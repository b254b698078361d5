use crate::models::{NewProduct, Product};
use crate::services::store::{parse_object_id, ProductStore, StoreError};
use async_trait::async_trait;
use mongodb::bson::oid::ObjectId;
use regex::RegexBuilder;
use std::sync::{Mutex, MutexGuard};
use validator::Validate;

/// Process-local product store.
///
/// Keeps insertion order, which is what a full collection scan returns from
/// MongoDB for a collection that only ever sees inserts and in-place saves.
#[derive(Default)]
pub struct InMemoryProductStore {
    products: Mutex<Vec<Product>>,
}

impl InMemoryProductStore {
    pub fn new() -> Self {
        Self::default()
    }

    fn lock(&self) -> Result<MutexGuard<'_, Vec<Product>>, StoreError> {
        self.products
            .lock()
            .map_err(|_| StoreError::Backend(anyhow::anyhow!("In-memory product store is poisoned")))
    }

    fn filter(&self, predicate: impl Fn(&Product) -> bool) -> Result<Vec<Product>, StoreError> {
        Ok(self
            .lock()?
            .iter()
            .filter(|&p| predicate(p))
            .cloned()
            .collect())
    }
}

#[async_trait]
impl ProductStore for InMemoryProductStore {
    async fn find_all(&self) -> Result<Vec<Product>, StoreError> {
        Ok(self.lock()?.clone())
    }

    async fn find_by_id(&self, id: &str) -> Result<Option<Product>, StoreError> {
        let oid = parse_object_id(id)?;
        Ok(self.lock()?.iter().find(|p| p.id == Some(oid)).cloned())
    }

    async fn find_by_name(&self, name: &str) -> Result<Vec<Product>, StoreError> {
        self.filter(|p| p.name == name)
    }

    // `regex` syntax, not PCRE: no lookaround or backreferences.
    async fn search_by_name(&self, pattern: &str) -> Result<Vec<Product>, StoreError> {
        let regex = RegexBuilder::new(pattern)
            .case_insensitive(true)
            .build()
            .map_err(|e| StoreError::Backend(anyhow::anyhow!("Regular expression is invalid: {}", e)))?;

        self.filter(|p| regex.is_match(&p.name))
    }

    async fn insert(&self, new: NewProduct) -> Result<Product, StoreError> {
        new.validate()?;

        let mut product = Product::from_new(new);
        product.id = Some(ObjectId::new());

        self.lock()?.push(product.clone());
        Ok(product)
    }

    async fn save(&self, product: Product) -> Result<Product, StoreError> {
        product.validate()?;

        let oid = product
            .id
            .ok_or_else(|| StoreError::Backend(anyhow::anyhow!("Cannot save a product without an id")))?;

        let mut products = self.lock()?;
        let slot = products
            .iter_mut()
            .find(|p| p.id == Some(oid))
            .ok_or_else(|| StoreError::NotFound(oid.to_hex()))?;
        *slot = product.clone();

        Ok(product)
    }

    async fn delete_by_id(&self, id: &str) -> Result<bool, StoreError> {
        let oid = parse_object_id(id)?;
        let mut products = self.lock()?;
        let before = products.len();
        products.retain(|p| p.id != Some(oid));
        Ok(products.len() != before)
    }

    async fn delete_all(&self) -> Result<u64, StoreError> {
        let mut products = self.lock()?;
        let removed = products.len() as u64;
        products.clear();
        Ok(removed)
    }

    async fn health_check(&self) -> Result<(), StoreError> {
        self.lock().map(|_| ())
    }
}
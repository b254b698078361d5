//! Request extractors whose rejections render as [`AppError`].

use crate::error::AppError;
use axum::{
    async_trait,
    extract::{FromRequest, Json, Request, rejection::JsonRejection},
};
use serde::de::DeserializeOwned;

/// Drop-in replacement for [`axum::Json`] on the request side.
///
/// Malformed or mistyped bodies are rejected with `400 {"message": ...}`
/// instead of axum's plain-text rejection, so every error a client sees has
/// the same shape.
#[derive(Debug, Clone, Copy, Default)]
pub struct JsonBody<T>(pub T);

#[async_trait]
impl<T, S> FromRequest<S> for JsonBody<T>
where
    T: DeserializeOwned,
    S: Send + Sync,
{
    type Rejection = AppError;

    async fn from_request(req: Request, state: &S) -> Result<Self, Self::Rejection> {
        let Json(value) = Json::<T>::from_request(req, state)
            .await
            .map_err(|rejection: JsonRejection| {
                AppError::BadRequest(anyhow::anyhow!(rejection.body_text()))
            })?;

        Ok(JsonBody(value))
    }
}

========================================

● Your assignment: In the records above, locate the lines holding the word "sees". Copy each of them.

● Result:
/// MongoDB for a collection that only ever sees inserts and in-place saves.
/// instead of axum's plain-text rejection, so every error a client sees has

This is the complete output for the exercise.